Even if you’re not confident in using the cut list generator you should at least be confident that you have done an entire “dry fit” of your piece of furniture before even having made your first cut.
Dry fitting your pieces together can be one of the most beneficial parts to building a piece of furniture. This being known, if you do it before you make your cuts you can alter any measurements that need altering before ever cutting them. If you wait to dry fit it once you’ve already made all your cuts it’s too late and you may have to make more cuts or possibly buy more wood.
9 | Room Layouts And Envisioning
If you’ve ever thought about rearranging a room or even moving in a new piece of furniture sketching the idea out on a napkin can be incredibly helpful.

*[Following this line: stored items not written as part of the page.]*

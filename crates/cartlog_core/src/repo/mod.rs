//! Repository layer contracts and persistence implementations.
//!
//! # Responsibility
//! - Define use-case oriented data access contracts per table.
//! - Isolate SQL details from service/business orchestration.
//! - Verify connection readiness before repositories are handed out.
//!
//! # Invariants
//! - Write paths must call `Visit::validate()` before SQL mutations.
//! - Repository APIs return semantic errors (`NotFound`, `DuplicateVisit`)
//!   in addition to DB transport errors.
//! - Database errors propagate unchanged; no retry or backoff exists.

use crate::db::{migrations::latest_version, DbError};
use crate::model::visit::{VisitUuid, VisitValidationError};
use rusqlite::Connection;
use std::error::Error;
use std::fmt::{Display, Formatter};

pub mod product_repo;
pub mod purchase_repo;
pub mod receipt_repo;
pub mod store_repo;
pub mod visit_repo;

pub type RepoResult<T> = Result<T, RepoError>;

/// Generic repository error for visit persistence and query operations.
#[derive(Debug)]
pub enum RepoError {
    Validation(VisitValidationError),
    Db(DbError),
    /// No row with the given id in the named table.
    NotFound {
        table: &'static str,
        id: i64,
    },
    /// A visit with this uuid was already imported.
    DuplicateVisit(VisitUuid),
    /// Dimension lookup called with a name that normalizes to nothing.
    BlankName {
        table: &'static str,
    },
    /// Persisted state that should be impossible under the schema.
    InvalidData(String),
    /// Connection has not been migrated to the supported schema version.
    UninitializedConnection {
        expected_version: u32,
        actual_version: u32,
    },
    MissingRequiredTable(&'static str),
    MissingRequiredColumn {
        table: &'static str,
        column: &'static str,
    },
}

impl Display for RepoError {
    fn fmt(&self, f: &mut Formatter<'_>) -> std::fmt::Result {
        match self {
            Self::Validation(err) => write!(f, "{err}"),
            Self::Db(err) => write!(f, "{err}"),
            Self::NotFound { table, id } => write!(f, "no row with id {id} in {table}"),
            Self::DuplicateVisit(uuid) => write!(f, "visit {uuid} was already imported"),
            Self::BlankName { table } => {
                write!(f, "cannot look up a blank name in {table}")
            }
            Self::InvalidData(message) => write!(f, "invalid persisted data: {message}"),
            Self::UninitializedConnection {
                expected_version,
                actual_version,
            } => write!(
                f,
                "connection schema version {actual_version} does not match expected {expected_version}; run migrations first"
            ),
            Self::MissingRequiredTable(table) => {
                write!(f, "required table `{table}` is missing")
            }
            Self::MissingRequiredColumn { table, column } => {
                write!(f, "required column `{column}` is missing from `{table}`")
            }
        }
    }
}

impl Error for RepoError {
    fn source(&self) -> Option<&(dyn Error + 'static)> {
        match self {
            Self::Validation(err) => Some(err),
            Self::Db(err) => Some(err),
            _ => None,
        }
    }
}

impl From<VisitValidationError> for RepoError {
    fn from(value: VisitValidationError) -> Self {
        Self::Validation(value)
    }
}

impl From<DbError> for RepoError {
    fn from(value: DbError) -> Self {
        Self::Db(value)
    }
}

impl From<rusqlite::Error> for RepoError {
    fn from(value: rusqlite::Error) -> Self {
        Self::Db(DbError::Sqlite(value))
    }
}

/// Verifies that a connection is migrated and carries the given tables.
///
/// Called from each repository's `try_new` so SQL never runs against an
/// unmigrated or foreign database file.
pub(crate) fn ensure_connection_ready(
    conn: &Connection,
    tables: &[(&'static str, &[&'static str])],
) -> RepoResult<()> {
    let expected = latest_version();
    let actual: u32 = conn.query_row("PRAGMA user_version;", [], |row| row.get(0))?;
    if actual != expected {
        return Err(RepoError::UninitializedConnection {
            expected_version: expected,
            actual_version: actual,
        });
    }

    for &(table, columns) in tables {
        if !table_exists(conn, table)? {
            return Err(RepoError::MissingRequiredTable(table));
        }
        for &column in columns {
            if !table_has_column(conn, table, column)? {
                return Err(RepoError::MissingRequiredColumn { table, column });
            }
        }
    }

    Ok(())
}

fn table_exists(conn: &Connection, table: &str) -> RepoResult<bool> {
    let exists: i64 = conn.query_row(
        "SELECT EXISTS(
            SELECT 1
            FROM sqlite_master
            WHERE type = 'table' AND name = ?1
        );",
        [table],
        |row| row.get(0),
    )?;
    Ok(exists == 1)
}

fn table_has_column(conn: &Connection, table: &str, column: &str) -> RepoResult<bool> {
    let mut stmt = conn.prepare(&format!("PRAGMA table_info({table});"))?;
    let mut rows = stmt.query([])?;
    while let Some(row) = rows.next()? {
        let current: String = row.get(1)?;
        if current == column {
            return Ok(true);
        }
    }
    Ok(false)
}
//! Domain model for grocery-receipt persistence.
//!
//! # Responsibility
//! - Define the four canonical row types mapped 1:1 to storage tables.
//! - Define the `Visit` input aggregate used by import paths.
//!
//! # Invariants
//! - Dimension rows (stores, products) are identified by normalized name.
//! - Fact rows (receipts, purchases) are inserted and fetched, never
//!   upserted.

pub mod visit;
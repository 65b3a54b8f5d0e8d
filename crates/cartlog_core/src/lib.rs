//! Core persistence logic for cartlog grocery-receipt visits.
//! This crate is the single source of truth for visit storage invariants.

pub mod db;
pub mod logging;
pub mod model;
pub mod repo;
pub mod service;

pub use logging::{default_log_level, init_logging, logging_status};
pub use model::visit::{
    normalize_name, Product, ProductId, Purchase, PurchaseId, Receipt, ReceiptId, Store, StoreId,
    Visit, VisitLine, VisitUuid, VisitValidationError,
};
pub use repo::product_repo::{ProductRepository, SqliteProductRepository};
pub use repo::purchase_repo::{NewPurchase, PurchaseRepository, SqlitePurchaseRepository};
pub use repo::receipt_repo::{ReceiptRepository, SqliteReceiptRepository};
pub use repo::store_repo::{SqliteStoreRepository, StoreRepository};
pub use repo::visit_repo::{PurchaseRecord, SqliteVisitRepository, VisitRecord, VisitRepository};
pub use repo::{RepoError, RepoResult};
pub use service::visit_service::VisitService;

/// Returns the core crate version.
pub fn core_version() -> &'static str {
    env!("CARGO_PKG_VERSION")
}

#[cfg(test)]
mod tests {
    use super::core_version;

    #[test]
    fn version_is_not_empty() {
        assert!(!core_version().is_empty());
    }
}
use cartlog_core::db::open_db_in_memory;
use cartlog_core::{
    NewPurchase, ProductRepository, PurchaseRepository, ReceiptRepository, RepoError,
    SqliteProductRepository, SqlitePurchaseRepository, SqliteReceiptRepository,
    SqliteStoreRepository, StoreRepository,
};
use rusqlite::Connection;
use uuid::Uuid;

#[test]
fn insert_and_get_receipt_roundtrip() {
    let conn = open_db_in_memory().unwrap();
    let store = SqliteStoreRepository::try_new(&conn)
        .unwrap()
        .get_or_create("Corner Shop")
        .unwrap();
    let repo = SqliteReceiptRepository::try_new(&conn).unwrap();

    let uuid = Uuid::new_v4();
    let receipt = repo.insert(store.id, uuid, 1_700_000_000_000).unwrap();

    assert_eq!(receipt.store_id, store.id);
    assert_eq!(receipt.uuid, uuid);
    assert_eq!(receipt.purchased_at, 1_700_000_000_000);
    assert!(receipt.imported_at > 0);

    let loaded = repo.get(receipt.id).unwrap().unwrap();
    assert_eq!(loaded, receipt);

    let by_uuid = repo.find_by_uuid(uuid).unwrap().unwrap();
    assert_eq!(by_uuid.id, receipt.id);
}

#[test]
fn insert_with_duplicate_uuid_is_rejected() {
    let conn = open_db_in_memory().unwrap();
    let store = SqliteStoreRepository::try_new(&conn)
        .unwrap()
        .get_or_create("Corner Shop")
        .unwrap();
    let repo = SqliteReceiptRepository::try_new(&conn).unwrap();

    let uuid = Uuid::new_v4();
    repo.insert(store.id, uuid, 100).unwrap();

    let err = repo.insert(store.id, uuid, 200).unwrap_err();
    assert!(matches!(err, RepoError::DuplicateVisit(dup) if dup == uuid));
}

#[test]
fn receipt_lists_are_newest_purchase_first() {
    let conn = open_db_in_memory().unwrap();
    let stores = SqliteStoreRepository::try_new(&conn).unwrap();
    let store_a = stores.get_or_create("Corner Shop").unwrap();
    let store_b = stores.get_or_create("Zebra Mart").unwrap();
    let repo = SqliteReceiptRepository::try_new(&conn).unwrap();

    let old = repo.insert(store_a.id, Uuid::new_v4(), 100).unwrap();
    let newer = repo.insert(store_a.id, Uuid::new_v4(), 300).unwrap();
    let other_store = repo.insert(store_b.id, Uuid::new_v4(), 200).unwrap();

    let for_store: Vec<i64> = repo
        .list_for_store(store_a.id)
        .unwrap()
        .into_iter()
        .map(|r| r.id)
        .collect();
    assert_eq!(for_store, vec![newer.id, old.id]);

    let all: Vec<i64> = repo.list_all().unwrap().into_iter().map(|r| r.id).collect();
    assert_eq!(all, vec![newer.id, other_store.id, old.id]);
}

#[test]
fn purchases_keep_insertion_order_for_receipt() {
    let conn = open_db_in_memory().unwrap();
    let store = SqliteStoreRepository::try_new(&conn)
        .unwrap()
        .get_or_create("Corner Shop")
        .unwrap();
    let products = SqliteProductRepository::try_new(&conn).unwrap();
    let milk = products.get_or_create("Milk").unwrap();
    let bread = products.get_or_create("Bread").unwrap();
    let receipt = SqliteReceiptRepository::try_new(&conn)
        .unwrap()
        .insert(store.id, Uuid::new_v4(), 100)
        .unwrap();
    let repo = SqlitePurchaseRepository::try_new(&conn).unwrap();

    let first = repo
        .insert(&NewPurchase {
            receipt_id: receipt.id,
            product_id: milk.id,
            quantity: 2.0,
            unit_price_cents: Some(129),
            total_price_cents: 258,
        })
        .unwrap();
    let second = repo
        .insert(&NewPurchase {
            receipt_id: receipt.id,
            product_id: bread.id,
            quantity: 1.0,
            unit_price_cents: None,
            total_price_cents: 199,
        })
        .unwrap();

    assert_eq!(first.quantity, 2.0);
    assert_eq!(first.unit_price_cents, Some(129));

    let lines = repo.list_for_receipt(receipt.id).unwrap();
    assert_eq!(lines, vec![first, second]);
}

#[test]
fn delete_receipt_cascades_to_purchases() {
    let conn = open_db_in_memory().unwrap();
    let store = SqliteStoreRepository::try_new(&conn)
        .unwrap()
        .get_or_create("Corner Shop")
        .unwrap();
    let milk = SqliteProductRepository::try_new(&conn)
        .unwrap()
        .get_or_create("Milk")
        .unwrap();
    let receipts = SqliteReceiptRepository::try_new(&conn).unwrap();
    let receipt = receipts.insert(store.id, Uuid::new_v4(), 100).unwrap();

    SqlitePurchaseRepository::try_new(&conn)
        .unwrap()
        .insert(&NewPurchase {
            receipt_id: receipt.id,
            product_id: milk.id,
            quantity: 1.0,
            unit_price_cents: None,
            total_price_cents: 129,
        })
        .unwrap();

    receipts.delete(receipt.id).unwrap();

    assert!(receipts.get(receipt.id).unwrap().is_none());
    assert_eq!(count_rows(&conn, "purchases"), 0);
    // Dimension rows survive receipt deletion.
    assert_eq!(count_rows(&conn, "stores"), 1);
    assert_eq!(count_rows(&conn, "products"), 1);
}

#[test]
fn delete_missing_receipt_returns_not_found() {
    let conn = open_db_in_memory().unwrap();
    let repo = SqliteReceiptRepository::try_new(&conn).unwrap();

    let err = repo.delete(42).unwrap_err();
    assert!(matches!(
        err,
        RepoError::NotFound {
            table: "receipts",
            id: 42
        }
    ));
}

fn count_rows(conn: &Connection, table: &str) -> i64 {
    conn.query_row(&format!("SELECT COUNT(*) FROM {table};"), [], |row| {
        row.get(0)
    })
    .unwrap()
}
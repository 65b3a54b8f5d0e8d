//! Storage bootstrap and schema migration entry points.
//!
//! # Responsibility
//! - Open and configure database connections for cartlog core.
//! - Apply schema migrations in deterministic order.
//!
//! # Invariants
//! - Migration version is tracked via `PRAGMA user_version`.
//! - Core code must not read/write visit data before migrations succeed.

use std::error::Error;
use std::fmt::{Display, Formatter};

pub mod migrations;
mod open;

pub use open::{open_db, open_db_in_memory};

pub type DbResult<T> = Result<T, DbError>;

#[derive(Debug)]
pub enum DbError {
    Sqlite(rusqlite::Error),
    UnsupportedSchemaVersion {
        db_version: u32,
        latest_supported: u32,
    },
}

impl Display for DbError {
    fn fmt(&self, f: &mut Formatter<'_>) -> std::fmt::Result {
        match self {
            Self::Sqlite(err) => write!(f, "{err}"),
            Self::UnsupportedSchemaVersion {
                db_version,
                latest_supported,
            } => write!(
                f,
                "database schema version {db_version} is newer than supported {latest_supported}"
            ),
        }
    }
}

impl Error for DbError {
    fn source(&self) -> Option<&(dyn Error + 'static)> {
        match self {
            Self::Sqlite(err) => Some(err),
            Self::UnsupportedSchemaVersion { .. } => None,
        }
    }
}

impl From<rusqlite::Error> for DbError {
    fn from(value: rusqlite::Error) -> Self {
        Self::Sqlite(value)
    }
}
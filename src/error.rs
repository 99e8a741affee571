use thiserror::Error;

#[derive(Error, Debug)]
pub enum KpiError {
    #[error("Schema error in row {row}: required field '{field}' is missing")]
    Schema { row: usize, field: &'static str },

    #[error("Invalid value in row {row}: field '{field}' is not a finite number ({value})")]
    NonFiniteValue {
        row: usize,
        field: &'static str,
        value: f64,
    },

    #[error("No transaction records provided")]
    EmptyInput,

    #[error("Derivation error for period {period}: {details}")]
    Derivation { period: String, details: String },

    #[error("Undefined {metric} growth for period {period}: previous period value is zero")]
    DivisionEdgeCase { period: String, metric: &'static str },

    #[error("Invalid noise factor {0}: must be between 0.0 and 1.0")]
    InvalidNoiseFactor(f64),

    #[error("Invalid probability {0}: must be between 0.0 and 1.0")]
    InvalidProbability(f64),

    #[error("Invalid period: {0}")]
    InvalidPeriod(String),

    #[error("Date calculation error: {0}")]
    DateError(String),

    #[error("CSV error: {0}")]
    Csv(#[from] csv::Error),

    #[error("Serialization error: {0}")]
    SerializationError(#[from] serde_json::Error),

    #[error("IO error: {0}")]
    IoError(#[from] std::io::Error),
}

pub type Result<T> = std::result::Result<T, KpiError>;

And if you think that was helpful what about mapping it out in 2D and then getting to see it in 3-D? That’s what you can do with SketchUp.
It takes only a couple of minutes to draw out your walls, throw in a couple of windows, and begin to place your furniture. Don’t worry you don’t have to build all of your furniture to place it into the model. I use furniture from the 3D warehouse and scale it down to size it doesn’t have to look exactly like your grandmother’s dresser, it just needs to be the right size to envision it in the room.
This may sound silly but in a couple of the houses that I’ve lived in I’ve tried to keep a running model of individual rooms or the whole house so that when I find an awesome piece on Craigslist or I get ahold of a new plan to build, I can play with the design and know exactly where it’s going to go, how big it needs to be, and if I’m feeling a little crazy I can even choose a new color for it to!
10 | Confidence You’ve Built It Once
And lastly I have to give you some encouragement… there is nothing more reassuring than stepping into a workshop space and building something that you’ve already built once!
I can’t think of a time that I built something for the second third or consecutive times that I wasn’t more and more confident in my ability and my skills with each consecutive attempt.
Except, in this case, this doesn’t have to be the second time you physically built it. You can go in knowing that you have already built it inside of SketchUp, and that you’re ready and have the confidence of building at the second time when you’re actually doing it the first time in your shop.